You will need to make at least the following changes to the default Helm chart template:

  • All secrets must come from VaultSecret resources, not Kubernetes Secret resources. You should use a configuration option named vaultSecretsPath in your values.yaml to specify the path in Vault for your secret. This option will be customized per environment when you add the service to Phalanx (see Add a new service to Phalanx). See Add a secret with 1Password and VaultSecret for more information about secrets.

  • Services providing a web API should be protected by Gafaelfawr and require an appropriate scope. This normally means adding annotations to the Ingress resource via values.yaml similar to:

    ingress:
      annotations:
        nginx.ingress.kubernetes.io/auth-method: "GET"
        nginx.ingress.kubernetes.io/auth-url: "http://gafaelfawr.gafaelfawr.svc.cluster.local:8080/auth?scope=exec:admin"
    

    For user-facing services you will want a scope other than exec:admin. See the Gafaelfawr documentation, specifically protecting a service for more information.

  • If your service exposes Prometheus endpoints, you will want to configure these in the telegraf service’s prometheus_config.

Documentation

We have begun using helm-docs to generate documentation for our Helm charts. This produces a nice Markdown README file that documents all the chart options, but it requires special formatting of the values.yaml file that is not present in the default Helm template. If you want to do the additional work, this will produce the most nicely-documented Helm chart. Using helm-docs is currently optional, but very strongly recommended.

Publication

Rubin-developed Helm charts for the Science Platform are stored as part of the phalanx repository. They can be found in the services directory.

Examples

Existing Helm charts that are good examples to read or copy are:

Adding an ArgoCD Application for your service

Once you have a chart and a Docker image and you have added your static service secrets to 1Password (see Add a secret with 1Password and VaultSecret), you need to integrate your service into Phalanx. This is done by creating an Argo CD application that manages your service. This consists of an Application resource that’s used by Argo CD and configuring your service with for each environment in which it’s deployed, via values-*.yaml files in the service directory.

  1. For each environment in which your service will run, create a values-<environment>.yaml file in your application’s service directory. This should hold only the customization per Rubin Science Platform deployment. Any shared configuration should go into the defaults of your chart (values.yaml).

    If it is a third-party application repackaged as a Phalanx chart, you will need to add its configuration a little differently. See Configure the external chart for more discussion.)

  2. Most services will need a base URL, which is the top-level externally-accessible URL (this is presented within the chart as a separate parameter, although as we will see it is derived from the hostname) for the ingress to the application, the hostname, and the base path within Vault for storage of secrets.
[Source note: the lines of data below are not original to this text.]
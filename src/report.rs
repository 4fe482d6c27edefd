use anyhow::{Context, Result};
use serde::Serialize;

use crate::store::LocaleFileOutcome;
use crate::translations::TranslationRecord;

const NOTHING_ENTERED: &str = "no translations entered";

#[derive(Debug, Clone, Copy, PartialEq, Eq, Default)]
pub enum ReportFormat {
    #[default]
    Text,
    Json,
}

#[derive(Debug, Clone, Serialize)]
pub struct ReportData {
    pub totals: Totals,
    pub files: Vec<FileRow>,
}

#[derive(Debug, Clone, Default, Serialize)]
pub struct Totals {
    pub keys: usize,
    pub added: usize,
    pub updated: usize,
    pub unchanged: usize,
}

#[derive(Debug, Clone, Serialize)]
pub struct FileRow {
    pub locale: String,
    pub path: String,
    pub written: bool,
    pub added: Vec<String>,
    pub updated: Vec<String>,
    pub unchanged: Vec<String>,
}

pub fn build_report(batch: &[TranslationRecord], outcomes: &[LocaleFileOutcome]) -> ReportData {
    let mut totals = Totals {
        keys: batch.len(),
        ..Totals::default()
    };
    let files = outcomes
        .iter()
        .map(|outcome| {
            totals.added += outcome.added.len();
            totals.updated += outcome.updated.len();
            totals.unchanged += outcome.unchanged.len();
            FileRow {
                locale: outcome.locale.code().to_string(),
                path: outcome.path.to_string_lossy().to_string(),
                written: outcome.is_modified(),
                added: outcome.added.clone(),
                updated: outcome.updated.clone(),
                unchanged: outcome.unchanged.clone(),
            }
        })
        .collect();
    ReportData { totals, files }
}

pub fn render_report(report: &ReportData, format: ReportFormat) -> Result<String> {
    match format {
        ReportFormat::Text => Ok(render_text(report)),
        ReportFormat::Json => {
            serde_json::to_string_pretty(report).with_context(|| "failed to render JSON report")
        }
    }
}

/// Renders the cleaned batch itself, one object per record.
pub fn render_batch(batch: &[TranslationRecord]) -> Result<String> {
    serde_json::to_string_pretty(batch).with_context(|| "failed to render translations as JSON")
}

fn render_text(report: &ReportData) -> String {
    if report.totals.keys == 0 {
        return NOTHING_ENTERED.to_string();
    }
    let mut lines = Vec::new();
    for file in &report.files {
        if !file.written {
            lines.push(format!("{} ({}): unchanged", file.locale, file.path));
            continue;
        }
        lines.push(format!(
            "{} ({}): {} added, {} updated",
            file.locale,
            file.path,
            file.added.len(),
            file.updated.len()
        ));
        lines.extend(file.added.iter().map(|key| format!("  + {}", key)));
        lines.extend(file.updated.iter().map(|key| format!("  ~ {}", key)));
    }
    lines.join("\n")
}
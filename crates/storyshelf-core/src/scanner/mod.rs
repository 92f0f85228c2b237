//! Story scanner.
//!
//! Finds `storiesOf('Group')` calls and the `.add('Variant', ...)` calls that
//! follow each of them. The text is never parsed: a small quote/escape/brace
//! state machine is enough to skip object literals and string contents so
//! that call-like text inside them is not picked up.
//!
//! ```rust
//! use storyshelf_core::parse_story_module;
//!
//! let groups = parse_story_module("storiesOf('Buttons').add('Primary', fn)").unwrap();
//! assert_eq!(groups[0].name, "Buttons");
//! assert_eq!(groups[0].variants, vec!["Primary"]);
//! ```

mod braces;
mod literal;
mod pattern;

use std::sync::LazyLock;

use serde::{Deserialize, Serialize};
use tracing::trace;

use crate::error::{ScanError, ScanResult};
use crate::story::StoryGroup;

pub use braces::{find_brace_or_call, match_brace, Hit};
pub use literal::{is_whitespace, read_literal, Literal};
pub use pattern::{CallMatch, CallPattern};

/// Default input cap, 4 MiB.
pub const DEFAULT_MAX_INPUT_LEN: usize = 4 * 1024 * 1024;

static DEFAULT_SCANNER: LazyLock<StoryScanner> = LazyLock::new(|| {
    StoryScanner::new(&ScanOptions::default()).expect("default call patterns compile")
});

/// Scan `text` with the default `storiesOf` / `.add` patterns.
pub fn parse_story_module(text: &str) -> ScanResult<Vec<StoryGroup>> {
    DEFAULT_SCANNER.scan(text)
}

/// Scanner settings.
#[derive(Debug, Clone, PartialEq, Eq, Serialize, Deserialize)]
pub struct ScanOptions {
    /// Name of the grouping function.
    #[serde(default = "default_group_call")]
    pub group_call: String,

    /// Name of the variant-adding method.
    #[serde(default = "default_variant_method")]
    pub variant_method: String,

    /// Inputs longer than this many bytes are rejected.
    #[serde(default = "default_max_input_len")]
    pub max_input_len: Option<usize>,
}

fn default_group_call() -> String {
    "storiesOf".to_string()
}

fn default_variant_method() -> String {
    "add".to_string()
}

fn default_max_input_len() -> Option<usize> {
    Some(DEFAULT_MAX_INPUT_LEN)
}

impl Default for ScanOptions {
    fn default() -> Self {
        Self {
            group_call: default_group_call(),
            variant_method: default_variant_method(),
            max_input_len: default_max_input_len(),
        }
    }
}

/// Compiled scanner. Holds no per-scan state and can be shared across threads.
#[derive(Debug, Clone)]
pub struct StoryScanner {
    group_call: CallPattern,
    variant_call: CallPattern,
    max_input_len: Option<usize>,
}

impl StoryScanner {
    /// Compile the call patterns described by `options`.
    pub fn new(options: &ScanOptions) -> ScanResult<Self> {
        Ok(Self {
            group_call: CallPattern::function(&options.group_call)?,
            variant_call: CallPattern::method(&options.variant_method)?,
            max_input_len: options.max_input_len,
        })
    }

    /// Scan one file's text.
    ///
    /// Groups come back in source order, each with its variants in source
    /// order. Any error aborts the whole scan.
    pub fn scan(&self, text: &str) -> ScanResult<Vec<StoryGroup>> {
        if let Some(max) = self.max_input_len {
            if text.len() > max {
                return Err(ScanError::InputTooLarge {
                    len: text.len(),
                    max,
                });
            }
        }

        let mut groups = Vec::new();
        let mut next = self.locate_group(text, 0);

        while let Some(call) = next {
            let name = match read_literal(text, call.args)? {
                Some(literal) => literal,
                None => return Err(ScanError::MissingGroupName { offset: call.args }),
            };

            next = self.locate_group(text, name.end);
            let window_end = next.map_or(text.len(), |call| call.start);
            let variants = self.collect_variants(text, name.end, window_end)?;

            trace!(group = %name.value, variants = variants.len(), "Found story group");
            groups.push(StoryGroup::new(name.value, variants));
        }

        Ok(groups)
    }

    /// Next grouping call at or after `from`.
    pub fn locate_group(&self, text: &str, from: usize) -> Option<CallMatch> {
        self.group_call.find(text, from, text.len())
    }

    /// Variant names in `[start, end)`, skipping brace-balanced regions.
    fn collect_variants(
        &self,
        text: &str,
        mut start: usize,
        end: usize,
    ) -> ScanResult<Vec<String>> {
        let mut variants = Vec::new();

        while start < end {
            match find_brace_or_call(text, start, end, &self.variant_call) {
                Some(Hit::Brace(open)) => start = match_brace(text, open, end)?,
                Some(Hit::Call(args)) => {
                    let literal = match read_literal(text, args)? {
                        Some(literal) if !literal.value.is_empty() => literal,
                        _ => return Err(ScanError::MissingVariantName { offset: args }),
                    };
                    variants.push(literal.value);
                    start = literal.end;
                }
                None => break,
            }
        }

        Ok(variants)
    }
}
//! Story file discovery and fallback scanning.

use std::path::{Path, PathBuf};

use serde::{Deserialize, Serialize};
use storyshelf_core::{StoryGroup, StoryScanner};
use tracing::{debug, warn};
use walkdir::WalkDir;

use crate::config::Config;

/// Customizable walk options.
#[derive(Debug, Clone, Default)]
pub struct WalkOptions {
    /// File name suffixes to keep (empty = all files).
    pub suffixes: Vec<String>,
    /// Additional directory or file names to exclude.
    pub exclude: Vec<String>,
    /// Maximum file size to include (in bytes).
    pub max_size: Option<u64>,
    /// Whether to descend into hidden entries.
    pub include_hidden: bool,
}

impl WalkOptions {
    /// Create walk options with default settings.
    pub fn new() -> Self {
        Self::default()
    }

    /// Walk options for story modules as configured.
    pub fn from_config(config: &Config) -> Self {
        Self::new()
            .suffixes(config.story_suffixes.iter().cloned())
            .exclude(config.storybook_dir.file_name().and_then(|n| n.to_str()))
            .max_size(config.max_file_size())
    }

    /// Keep only files ending with one of these suffixes.
    pub fn suffixes(mut self, suffixes: impl IntoIterator<Item = impl Into<String>>) -> Self {
        self.suffixes.extend(suffixes.into_iter().map(|s| s.into()));
        self
    }

    /// Add names to exclude.
    pub fn exclude(mut self, names: impl IntoIterator<Item = impl Into<String>>) -> Self {
        self.exclude.extend(names.into_iter().map(|s| s.into()));
        self
    }

    /// Set maximum file size.
    pub fn max_size(mut self, size: u64) -> Self {
        self.max_size = Some(size);
        self
    }

    /// Include hidden files.
    pub fn include_hidden(mut self) -> Self {
        self.include_hidden = true;
        self
    }

    fn keeps_name(&self, name: &str) -> bool {
        self.suffixes.is_empty() || self.suffixes.iter().any(|s| name.ends_with(s.as_str()))
    }
}

/// Find candidate story files under `root`, sorted by path.
pub fn find_story_files(root: &Path, options: &WalkOptions) -> Vec<PathBuf> {
    let mut files = Vec::new();

    for entry in WalkDir::new(root).into_iter().filter_entry(|e| {
        // The root itself is never filtered, even when it is `.`
        if e.depth() == 0 {
            return true;
        }
        if !options.include_hidden && is_hidden(e) {
            return false;
        }
        if is_blacklisted(e) {
            return false;
        }
        if let Some(name) = e.file_name().to_str() {
            if options.exclude.iter().any(|ex| name == ex) {
                return false;
            }
        }
        true
    }) {
        let entry = match entry {
            Ok(entry) => entry,
            Err(err) => {
                debug!(error = %err, "Skipping unreadable entry");
                continue;
            }
        };

        if !entry.file_type().is_file() {
            continue;
        }

        let keep = entry
            .file_name()
            .to_str()
            .map(|name| options.keeps_name(name))
            .unwrap_or(false);
        if !keep {
            continue;
        }

        if let Some(max_size) = options.max_size {
            if let Ok(meta) = entry.metadata() {
                if meta.len() > max_size {
                    debug!(path = %entry.path().display(), size = meta.len(), "Skipping oversized story file");
                    continue;
                }
            }
        }

        files.push(entry.into_path());
    }

    files.sort();
    files
}

/// Check if entry is hidden (starts with .).
fn is_hidden(entry: &walkdir::DirEntry) -> bool {
    entry
        .file_name()
        .to_str()
        .map(|s| s.starts_with('.'))
        .unwrap_or(false)
}

/// Check if entry is in a blacklisted directory.
fn is_blacklisted(entry: &walkdir::DirEntry) -> bool {
    const BLACKLIST: &[&str] = &[
        "node_modules",
        "dist",
        "build",
        "coverage",
        "storybook-static",
        ".git",
        ".next",
        ".turbo",
        ".cache",
    ];

    entry
        .file_name()
        .to_str()
        .map(|s| BLACKLIST.contains(&s))
        .unwrap_or(false)
}

/// Story groups harvested from one file.
#[derive(Debug, Clone, Serialize, Deserialize)]
pub struct ScannedFile {
    /// Path of the story file.
    pub path: PathBuf,
    /// Groups found in it, in source order.
    pub groups: Vec<StoryGroup>,
}

/// A file that could not be read or scanned.
#[derive(Debug, Clone, Serialize, Deserialize)]
pub struct ScanFailure {
    /// Path of the story file.
    pub path: PathBuf,
    /// Rendered error.
    pub error: String,
}

/// Outcome of scanning a batch of story files.
#[derive(Debug, Clone, Default, Serialize, Deserialize)]
pub struct FileScanReport {
    /// Files that scanned cleanly, in input order.
    pub files: Vec<ScannedFile>,
    /// Files that were skipped because of an error.
    pub failures: Vec<ScanFailure>,
    /// Total bytes read from successfully scanned files.
    pub bytes_scanned: u64,
}

impl FileScanReport {
    /// All groups across all files, in order.
    pub fn groups(&self) -> impl Iterator<Item = &StoryGroup> {
        self.files.iter().flat_map(|f| f.groups.iter())
    }

    /// Number of groups found.
    pub fn group_count(&self) -> usize {
        self.groups().count()
    }

    /// Number of variants found.
    pub fn variant_count(&self) -> usize {
        self.groups().map(|g| g.variants.len()).sum()
    }
}

/// Scan each file; a failing file is recorded and skipped, never fatal.
pub fn scan_story_files(paths: &[PathBuf], scanner: &StoryScanner) -> FileScanReport {
    let mut report = FileScanReport::default();

    for path in paths {
        let result = std::fs::read_to_string(path)
            .map_err(|err| err.to_string())
            .and_then(|text| {
                let groups = scanner.scan(&text).map_err(|err| err.to_string())?;
                Ok((text.len() as u64, groups))
            });

        match result {
            Ok((bytes, groups)) => {
                debug!(path = %path.display(), groups = groups.len(), "Scanned story file");
                report.bytes_scanned += bytes;
                report.files.push(ScannedFile {
                    path: path.clone(),
                    groups,
                });
            }
            Err(error) => {
                warn!(path = %path.display(), %error, "Skipping story file");
                report.failures.push(ScanFailure {
                    path: path.clone(),
                    error,
                });
            }
        }
    }

    report
}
    In general these will be set within the application definition within the science-platform directory and carried through to service charts via global ArgoCD variables. You should generally simply need the boilerplate setting them to empty:

    # The following will be set by parameters injected by Argo CD and should not
    # be set in the individual environment values files.
    global:
      # -- Base URL for the environment
      # @default -- Set by Argo CD
      baseUrl: ""
    
      # -- Host name for ingress
      # @default -- Set by Argo CD
      host: ""
    
      # -- Base path for Vault secrets
      # @default -- Set by Argo CD
      vaultSecretsPath: ""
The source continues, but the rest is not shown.